*How to complete this task:* For the entries below, state how many lines include the string "bool", and write nothing besides that number.

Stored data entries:
Content starts

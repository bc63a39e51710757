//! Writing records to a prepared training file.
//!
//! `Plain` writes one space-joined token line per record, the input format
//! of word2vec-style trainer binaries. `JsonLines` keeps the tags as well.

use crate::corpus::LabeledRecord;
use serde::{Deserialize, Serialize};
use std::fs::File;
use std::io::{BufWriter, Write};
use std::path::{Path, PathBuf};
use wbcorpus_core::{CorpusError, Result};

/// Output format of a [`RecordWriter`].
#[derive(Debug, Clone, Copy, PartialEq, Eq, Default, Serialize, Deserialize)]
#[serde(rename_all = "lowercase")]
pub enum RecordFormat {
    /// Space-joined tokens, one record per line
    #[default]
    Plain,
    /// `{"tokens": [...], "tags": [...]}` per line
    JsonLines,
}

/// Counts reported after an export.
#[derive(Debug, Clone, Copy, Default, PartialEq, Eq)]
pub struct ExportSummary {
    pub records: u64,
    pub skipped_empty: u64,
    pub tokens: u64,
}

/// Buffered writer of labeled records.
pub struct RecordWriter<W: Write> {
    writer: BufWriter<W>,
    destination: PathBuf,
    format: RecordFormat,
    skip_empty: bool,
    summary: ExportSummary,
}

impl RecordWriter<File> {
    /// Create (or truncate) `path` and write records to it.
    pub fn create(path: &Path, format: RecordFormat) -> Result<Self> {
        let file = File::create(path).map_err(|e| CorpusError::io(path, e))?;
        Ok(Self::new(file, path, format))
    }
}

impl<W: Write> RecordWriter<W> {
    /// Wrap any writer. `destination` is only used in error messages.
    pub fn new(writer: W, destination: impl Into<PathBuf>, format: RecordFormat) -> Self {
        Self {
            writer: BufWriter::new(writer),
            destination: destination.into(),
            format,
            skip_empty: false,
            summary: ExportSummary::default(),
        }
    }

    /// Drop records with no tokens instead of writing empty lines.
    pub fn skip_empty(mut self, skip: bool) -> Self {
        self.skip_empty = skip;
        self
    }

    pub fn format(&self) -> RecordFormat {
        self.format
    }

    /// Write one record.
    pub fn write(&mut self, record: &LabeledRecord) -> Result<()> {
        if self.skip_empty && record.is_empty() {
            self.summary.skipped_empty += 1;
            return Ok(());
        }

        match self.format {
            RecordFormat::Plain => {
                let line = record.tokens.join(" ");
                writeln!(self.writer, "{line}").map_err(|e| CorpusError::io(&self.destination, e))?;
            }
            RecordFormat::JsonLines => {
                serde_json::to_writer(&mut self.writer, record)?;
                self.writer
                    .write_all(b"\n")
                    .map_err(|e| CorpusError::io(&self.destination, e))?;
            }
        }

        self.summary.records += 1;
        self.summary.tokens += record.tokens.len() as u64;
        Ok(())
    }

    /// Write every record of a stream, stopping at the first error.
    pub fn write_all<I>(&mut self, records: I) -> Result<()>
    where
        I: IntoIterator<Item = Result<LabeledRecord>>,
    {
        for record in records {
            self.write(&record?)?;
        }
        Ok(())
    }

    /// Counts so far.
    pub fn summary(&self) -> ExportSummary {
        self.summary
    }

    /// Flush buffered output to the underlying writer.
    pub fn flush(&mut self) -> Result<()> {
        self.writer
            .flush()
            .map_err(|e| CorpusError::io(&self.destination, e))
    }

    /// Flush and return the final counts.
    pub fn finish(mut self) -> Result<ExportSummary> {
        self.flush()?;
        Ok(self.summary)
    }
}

Content ends
Content starts

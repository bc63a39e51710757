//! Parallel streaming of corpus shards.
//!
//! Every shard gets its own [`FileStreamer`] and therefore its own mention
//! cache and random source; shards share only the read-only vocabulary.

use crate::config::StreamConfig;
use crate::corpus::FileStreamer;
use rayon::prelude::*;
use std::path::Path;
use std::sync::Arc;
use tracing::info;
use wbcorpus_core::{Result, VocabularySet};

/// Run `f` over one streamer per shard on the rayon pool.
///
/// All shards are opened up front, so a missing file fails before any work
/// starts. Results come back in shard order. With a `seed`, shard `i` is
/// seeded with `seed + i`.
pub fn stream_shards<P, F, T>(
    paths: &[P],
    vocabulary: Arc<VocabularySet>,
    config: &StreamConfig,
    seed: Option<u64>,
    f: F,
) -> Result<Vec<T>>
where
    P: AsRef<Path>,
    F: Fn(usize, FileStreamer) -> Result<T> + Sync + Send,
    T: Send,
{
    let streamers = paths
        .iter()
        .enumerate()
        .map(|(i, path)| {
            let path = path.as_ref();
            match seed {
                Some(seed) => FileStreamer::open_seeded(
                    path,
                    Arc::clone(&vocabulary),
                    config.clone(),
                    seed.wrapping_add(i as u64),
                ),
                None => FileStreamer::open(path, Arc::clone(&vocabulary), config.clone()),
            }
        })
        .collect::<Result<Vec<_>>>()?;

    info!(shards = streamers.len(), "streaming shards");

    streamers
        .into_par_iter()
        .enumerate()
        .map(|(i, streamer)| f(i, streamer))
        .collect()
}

Content ends

*Result of this task:* 2